◆ **What the exercise asks**
Give back exactly the lines of the material below that start at the line containing "alike; leaking a" and end at the line containing "pub struct ConnectionReport", and no others.
====== Dataset excerpts ======
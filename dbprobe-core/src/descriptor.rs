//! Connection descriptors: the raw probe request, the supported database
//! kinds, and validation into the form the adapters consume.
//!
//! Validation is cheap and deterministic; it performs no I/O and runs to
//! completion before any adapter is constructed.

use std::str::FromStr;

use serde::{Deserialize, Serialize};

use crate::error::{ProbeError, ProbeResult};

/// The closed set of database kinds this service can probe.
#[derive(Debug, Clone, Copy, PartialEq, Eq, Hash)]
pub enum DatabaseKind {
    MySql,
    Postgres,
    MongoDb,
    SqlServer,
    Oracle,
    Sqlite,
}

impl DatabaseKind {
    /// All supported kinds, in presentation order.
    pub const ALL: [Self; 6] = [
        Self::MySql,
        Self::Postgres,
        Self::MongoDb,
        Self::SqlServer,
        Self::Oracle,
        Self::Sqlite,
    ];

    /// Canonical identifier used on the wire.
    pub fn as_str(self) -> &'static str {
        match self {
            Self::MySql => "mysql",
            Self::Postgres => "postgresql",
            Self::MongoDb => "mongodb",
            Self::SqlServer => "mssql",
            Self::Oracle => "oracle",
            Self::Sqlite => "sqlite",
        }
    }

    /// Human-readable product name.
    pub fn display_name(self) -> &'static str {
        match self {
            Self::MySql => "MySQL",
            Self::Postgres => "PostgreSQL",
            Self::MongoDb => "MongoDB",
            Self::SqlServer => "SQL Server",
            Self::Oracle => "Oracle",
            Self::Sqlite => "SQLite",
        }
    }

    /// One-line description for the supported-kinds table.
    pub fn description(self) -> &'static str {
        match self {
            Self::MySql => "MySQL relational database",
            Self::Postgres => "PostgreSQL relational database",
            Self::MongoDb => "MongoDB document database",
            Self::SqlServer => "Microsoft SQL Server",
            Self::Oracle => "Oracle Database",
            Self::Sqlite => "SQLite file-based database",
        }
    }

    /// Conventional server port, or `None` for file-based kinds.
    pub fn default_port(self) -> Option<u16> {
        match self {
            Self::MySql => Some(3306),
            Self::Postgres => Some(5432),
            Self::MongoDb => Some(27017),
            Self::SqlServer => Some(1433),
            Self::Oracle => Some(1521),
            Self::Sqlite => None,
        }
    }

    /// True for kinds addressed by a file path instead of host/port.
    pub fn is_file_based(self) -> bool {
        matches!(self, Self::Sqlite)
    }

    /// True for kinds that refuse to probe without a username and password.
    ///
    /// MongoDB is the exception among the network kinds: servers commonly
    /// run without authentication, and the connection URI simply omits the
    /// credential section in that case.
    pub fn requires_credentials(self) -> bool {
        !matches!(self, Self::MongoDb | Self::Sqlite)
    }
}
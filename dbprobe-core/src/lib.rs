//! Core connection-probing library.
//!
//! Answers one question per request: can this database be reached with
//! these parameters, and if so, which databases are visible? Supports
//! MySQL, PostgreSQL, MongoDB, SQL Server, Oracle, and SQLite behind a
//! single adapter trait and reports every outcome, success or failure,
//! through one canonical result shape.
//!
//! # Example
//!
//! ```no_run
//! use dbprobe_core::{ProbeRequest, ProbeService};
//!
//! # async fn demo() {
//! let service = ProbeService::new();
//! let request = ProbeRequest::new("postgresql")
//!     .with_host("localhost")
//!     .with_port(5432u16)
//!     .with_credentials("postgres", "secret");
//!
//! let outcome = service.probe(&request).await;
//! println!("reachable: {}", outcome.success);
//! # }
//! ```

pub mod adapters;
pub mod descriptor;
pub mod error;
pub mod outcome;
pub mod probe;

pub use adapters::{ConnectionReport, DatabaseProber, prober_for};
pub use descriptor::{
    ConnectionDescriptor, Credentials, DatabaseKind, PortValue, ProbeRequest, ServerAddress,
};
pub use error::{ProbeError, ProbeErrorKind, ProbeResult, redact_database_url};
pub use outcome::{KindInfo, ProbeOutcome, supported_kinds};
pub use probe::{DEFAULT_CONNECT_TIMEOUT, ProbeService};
======
====== Dataset excerpts ======
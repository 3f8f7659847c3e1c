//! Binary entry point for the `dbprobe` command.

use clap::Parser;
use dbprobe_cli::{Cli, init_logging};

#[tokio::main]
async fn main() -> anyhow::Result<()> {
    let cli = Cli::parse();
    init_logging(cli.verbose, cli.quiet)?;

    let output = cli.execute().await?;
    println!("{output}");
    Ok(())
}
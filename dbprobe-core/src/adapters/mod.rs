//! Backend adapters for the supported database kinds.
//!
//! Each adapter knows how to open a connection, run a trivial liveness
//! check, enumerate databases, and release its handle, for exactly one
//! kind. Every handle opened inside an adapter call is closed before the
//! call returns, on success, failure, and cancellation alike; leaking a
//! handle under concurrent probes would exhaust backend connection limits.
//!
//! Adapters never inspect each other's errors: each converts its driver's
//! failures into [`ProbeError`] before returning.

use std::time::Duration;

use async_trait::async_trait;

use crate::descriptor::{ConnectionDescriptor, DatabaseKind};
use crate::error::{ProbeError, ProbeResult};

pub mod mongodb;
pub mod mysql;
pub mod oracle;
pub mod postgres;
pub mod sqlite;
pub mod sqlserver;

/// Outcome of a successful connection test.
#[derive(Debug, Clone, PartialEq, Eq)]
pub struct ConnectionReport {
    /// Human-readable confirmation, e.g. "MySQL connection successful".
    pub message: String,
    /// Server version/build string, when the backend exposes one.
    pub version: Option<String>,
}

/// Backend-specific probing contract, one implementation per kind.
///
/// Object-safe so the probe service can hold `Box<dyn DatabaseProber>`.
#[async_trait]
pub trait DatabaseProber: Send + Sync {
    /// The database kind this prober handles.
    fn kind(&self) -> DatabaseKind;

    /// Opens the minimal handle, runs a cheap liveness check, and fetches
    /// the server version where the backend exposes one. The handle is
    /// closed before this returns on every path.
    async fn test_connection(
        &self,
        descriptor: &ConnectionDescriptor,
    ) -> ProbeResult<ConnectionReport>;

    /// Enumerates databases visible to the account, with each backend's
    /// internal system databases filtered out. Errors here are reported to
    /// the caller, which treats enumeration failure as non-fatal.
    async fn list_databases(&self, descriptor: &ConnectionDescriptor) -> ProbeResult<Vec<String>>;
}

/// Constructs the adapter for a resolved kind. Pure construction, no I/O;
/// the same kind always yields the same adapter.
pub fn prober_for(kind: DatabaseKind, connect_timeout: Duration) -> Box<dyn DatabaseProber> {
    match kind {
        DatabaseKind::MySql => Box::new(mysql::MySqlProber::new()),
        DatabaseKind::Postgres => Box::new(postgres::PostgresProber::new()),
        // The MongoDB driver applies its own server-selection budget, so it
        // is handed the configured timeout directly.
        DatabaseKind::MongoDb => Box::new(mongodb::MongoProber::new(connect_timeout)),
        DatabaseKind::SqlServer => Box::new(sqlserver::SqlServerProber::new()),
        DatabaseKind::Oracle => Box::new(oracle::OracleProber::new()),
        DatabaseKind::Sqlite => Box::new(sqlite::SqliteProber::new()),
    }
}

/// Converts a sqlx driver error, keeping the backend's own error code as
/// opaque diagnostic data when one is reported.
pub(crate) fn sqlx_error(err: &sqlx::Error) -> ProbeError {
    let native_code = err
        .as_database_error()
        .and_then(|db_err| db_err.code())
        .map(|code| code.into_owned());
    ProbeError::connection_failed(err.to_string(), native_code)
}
======
====== Dataset excerpts ======
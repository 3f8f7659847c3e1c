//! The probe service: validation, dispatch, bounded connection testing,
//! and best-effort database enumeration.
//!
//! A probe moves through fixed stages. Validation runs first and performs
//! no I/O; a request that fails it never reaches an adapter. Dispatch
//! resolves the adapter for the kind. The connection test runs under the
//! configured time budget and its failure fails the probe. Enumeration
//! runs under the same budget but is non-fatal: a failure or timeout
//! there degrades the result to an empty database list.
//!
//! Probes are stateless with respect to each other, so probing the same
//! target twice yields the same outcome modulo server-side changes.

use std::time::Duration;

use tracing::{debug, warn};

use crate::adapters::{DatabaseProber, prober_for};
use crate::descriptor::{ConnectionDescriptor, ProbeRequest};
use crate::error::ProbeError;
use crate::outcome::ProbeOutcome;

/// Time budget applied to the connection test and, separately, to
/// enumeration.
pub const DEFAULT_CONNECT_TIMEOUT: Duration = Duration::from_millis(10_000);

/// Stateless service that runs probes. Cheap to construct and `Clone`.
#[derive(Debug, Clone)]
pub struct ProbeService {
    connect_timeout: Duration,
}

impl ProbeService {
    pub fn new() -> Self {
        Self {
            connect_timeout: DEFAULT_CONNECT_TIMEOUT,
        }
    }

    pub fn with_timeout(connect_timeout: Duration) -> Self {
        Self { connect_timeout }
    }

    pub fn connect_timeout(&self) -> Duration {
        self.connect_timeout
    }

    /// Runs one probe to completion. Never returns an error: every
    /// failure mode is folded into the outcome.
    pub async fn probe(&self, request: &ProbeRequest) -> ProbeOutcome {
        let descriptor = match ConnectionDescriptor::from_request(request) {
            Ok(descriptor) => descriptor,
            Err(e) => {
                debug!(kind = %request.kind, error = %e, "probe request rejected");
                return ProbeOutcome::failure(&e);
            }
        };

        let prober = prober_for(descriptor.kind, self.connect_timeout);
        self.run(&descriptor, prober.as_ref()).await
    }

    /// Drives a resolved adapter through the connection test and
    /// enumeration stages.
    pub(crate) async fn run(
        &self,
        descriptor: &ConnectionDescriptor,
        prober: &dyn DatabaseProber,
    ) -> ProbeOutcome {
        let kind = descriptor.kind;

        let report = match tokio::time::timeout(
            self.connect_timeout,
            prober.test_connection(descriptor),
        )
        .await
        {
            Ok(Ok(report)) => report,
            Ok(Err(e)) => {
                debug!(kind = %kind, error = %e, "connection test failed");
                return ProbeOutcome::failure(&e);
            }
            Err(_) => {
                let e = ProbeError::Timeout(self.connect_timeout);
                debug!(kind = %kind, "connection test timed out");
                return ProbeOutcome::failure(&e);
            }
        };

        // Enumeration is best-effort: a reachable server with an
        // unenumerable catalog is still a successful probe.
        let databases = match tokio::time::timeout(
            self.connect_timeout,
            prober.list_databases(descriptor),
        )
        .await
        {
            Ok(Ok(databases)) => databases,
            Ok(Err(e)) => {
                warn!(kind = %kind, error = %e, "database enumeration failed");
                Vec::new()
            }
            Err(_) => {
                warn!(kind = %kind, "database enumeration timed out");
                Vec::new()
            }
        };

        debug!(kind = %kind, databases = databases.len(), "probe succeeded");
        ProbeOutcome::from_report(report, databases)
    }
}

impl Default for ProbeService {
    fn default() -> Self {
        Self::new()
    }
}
======
◆ **Task response**
//! call returns, on success, failure, and cancellation alike; leaking a
//! handle under concurrent probes would exhaust backend connection limits.
//!
//! Adapters never inspect each other's errors: each converts its driver's
//! failures into [`ProbeError`] before returning.

use std::time::Duration;

use async_trait::async_trait;

use crate::descriptor::{ConnectionDescriptor, DatabaseKind};
use crate::error::{ProbeError, ProbeResult};

pub mod mongodb;
pub mod mysql;
pub mod oracle;
pub mod postgres;
pub mod sqlite;
pub mod sqlserver;

/// Outcome of a successful connection test.
#[derive(Debug, Clone, PartialEq, Eq)]
pub struct ConnectionReport {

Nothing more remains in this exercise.